I often feel like a cheerleader (finally, sort of fulfilling my aspirations as a junior high schooler). People do great work, and I commend them for it by posting their articles at OpEdNews to give them more exposure. But, in terms of being able to follow exactly what they're saying or actually follow through on their calls to action, there's the rub. And I don't think I'm the only one, either.
I've had an idea for a while about developing a prototype so that people could print it up and have it in front of them when they made calls to their secretaries of state to enlist their support for election reform. It's a project that is on my friend Nancy (of the Election Defense Allliance) Tobi's list, but the truth is that she is so busy with everything else she's doing, she hasn't been able to get to it yet. Nancy believes that our congressional representatives need to hear from their constituents, and that we all need to begin identifying which ones are on our side and which are not. We need to be strategic in order to win. (Stay tuned for your next assignment. Our template for contacting your congressional reps is in the works.)
Why haven't I? I'm uncomfortable doing it because I don't feel that I really get all the issues yet, which makes me tentative. That's why I thought of this how-to template that would lay out the issues in a very straightforward, easy-to-follow format. That way, I could just clutch it in front of me when I made my phone call.
I wrote Brad about his article on the latest electronic voting machine/EAC scandal – click here "Exclusive: ES&S Touch-Screen Voting Systems Found Vulnerable to 'Serious' Viral Vote-Flipping Attack; US Election Assistance Commission Refuses to Issue Warning" – which reads in part,
The vulnerability is said to allow for a single malicious user to introduce a virus into the system which "could potentially steal all the votes in that county, without being detected," according to a noted computer scientist and voting system expert who has reviewed the findings.

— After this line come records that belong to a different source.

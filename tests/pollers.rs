use std::time::{Duration, Instant};

use azurerm::client::Client;
use azurerm::context::Context;
use azurerm::pollers::{DeletePoller, LongRunningPoller, Poller, PollerError};
use wiremock::matchers::{method, path, query_param};
use wiremock::{Mock, MockServer, ResponseTemplate};

const INTERVAL: Duration = Duration::from_millis(1);

fn client(uri: String) -> Client {
    Client::with_endpoint("test_token".to_string(), uri)
        .unwrap()
        .with_poll_interval(INTERVAL)
}

#[tokio::test]
async fn test_retry_after_overrides_poll_interval() {
    let mock_server = MockServer::start().await;

    Mock::given(method("GET"))
        .and(path("/operations/slow"))
        .respond_with(ResponseTemplate::new(202).insert_header("Retry-After", "1"))
        .up_to_n_times(1)
        .with_priority(1)
        .mount(&mock_server)
        .await;

    Mock::given(method("GET"))
        .and(path("/operations/slow"))
        .respond_with(
            ResponseTemplate::new(200).set_body_json(serde_json::json!({ "status": "Succeeded" })),
        )
        .with_priority(2)
        .mount(&mock_server)
        .await;

    let url = format!("{}/operations/slow", mock_server.uri());
    let poller_type = LongRunningPoller::new(client(mock_server.uri()), url);
    let started = Instant::now();

    let response = Poller::new(poller_type, INTERVAL, 3)
        .with_initial_delay(Duration::ZERO)
        .poll_until_done(&Context::background())
        .await
        .unwrap();

    assert!(started.elapsed() >= Duration::from_secs(1));
    assert_eq!(response.map(|r| r.status), Some(200));
}

#[tokio::test]
async fn test_cancelled_status_spellings() {
    for status in ["Canceled", "cancelled"] {
        let mock_server = MockServer::start().await;

        Mock::given(method("GET"))
            .and(path("/operations/op"))
            .respond_with(
                ResponseTemplate::new(200).set_body_json(serde_json::json!({ "status": status })),
            )
            .mount(&mock_server)
            .await;

        let url = format!("{}/operations/op", mock_server.uri());
        let poller_type = LongRunningPoller::new(client(mock_server.uri()), url);
        let err = Poller::new(poller_type, INTERVAL, 3)
            .poll_until_done(&Context::background())
            .await
            .unwrap_err();

        assert!(
            matches!(err, PollerError::Cancelled { .. }),
            "{status}: got {:?}",
            err
        );
    }
}

#[tokio::test]
async fn test_unexpected_status_is_an_error() {
    let mock_server = MockServer::start().await;

    Mock::given(method("GET"))
        .and(path("/operations/op"))
        .respond_with(ResponseTemplate::new(500).set_body_string("internal error"))
        .mount(&mock_server)
        .await;

    let url = format!("{}/operations/op", mock_server.uri());
    let poller_type = LongRunningPoller::new(client(mock_server.uri()), url);
    let err = Poller::new(poller_type, INTERVAL, 3)
        .poll_until_done(&Context::background())
        .await
        .unwrap_err();

    match err {
        PollerError::UnexpectedStatus { status, body } => {
            assert_eq!(status, 500);
            assert_eq!(body, "internal error");
        }
        other => panic!("Expected UnexpectedStatus, got {:?}", other),
    }
}

#[tokio::test]
async fn test_delete_poller_waits_for_not_found() {
    let mock_server = MockServer::start().await;
    let resource_path = "/subscriptions/sub/providers/Microsoft.AppConfiguration/locations/westeurope/deletedConfigurationStores/appconf";

    Mock::given(method("GET"))
        .and(path(resource_path))
        .and(query_param("api-version", "2023-03-01"))
        .respond_with(ResponseTemplate::new(200).set_body_json(serde_json::json!({ "name": "appconf" })))
        .up_to_n_times(2)
        .with_priority(1)
        .expect(2)
        .mount(&mock_server)
        .await;

    Mock::given(method("GET"))
        .and(path(resource_path))
        .respond_with(ResponseTemplate::new(404))
        .with_priority(2)
        .expect(1)
        .mount(&mock_server)
        .await;

    let poller_type =
        DeletePoller::for_resource(client(mock_server.uri()), resource_path, "2023-03-01").unwrap();
    let response = Poller::new(poller_type, INTERVAL, 3)
        .poll_until_done(&Context::background())
        .await
        .unwrap();

    assert_eq!(response.map(|r| r.status), Some(404));
}

#[tokio::test]
async fn test_too_many_dropped_connections() {
    // nothing listens on port 1, so every poll fails to connect
    let unreachable = "http://127.0.0.1:1".to_string();
    let poller_type = DeletePoller::new(
        client(unreachable.clone()),
        format!("{unreachable}/operations/op"),
    );

    let err = Poller::new(poller_type, INTERVAL, 3)
        .poll_until_done(&Context::background())
        .await
        .unwrap_err();

    match err {
        PollerError::TooManyDroppedConnections { count, .. } => assert_eq!(count, 4),
        other => panic!("Expected TooManyDroppedConnections, got {:?}", other),
    }
}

I commended Brad (and co-author Michael Richardson) on the post. This is what he wrote me when I asked what we can be doing.
[Make] noise, noise, noise. Any way possible. You're media! Call the EAC [Election Assistance Commission]and see if they have any explanation for that article!
When they give you the same old song and dance, report it again! Call a couple of the SoS offices at the affected states and ask them if they know their systems were found to have been vulnerable to viruses from a single person that could flip an entire county's election undetectedly, and ask them why they didn't know about it, since the EAC did, and if they think the EAC should have let them know. Etc.
Advance the story, report it. We could use ya, teammate!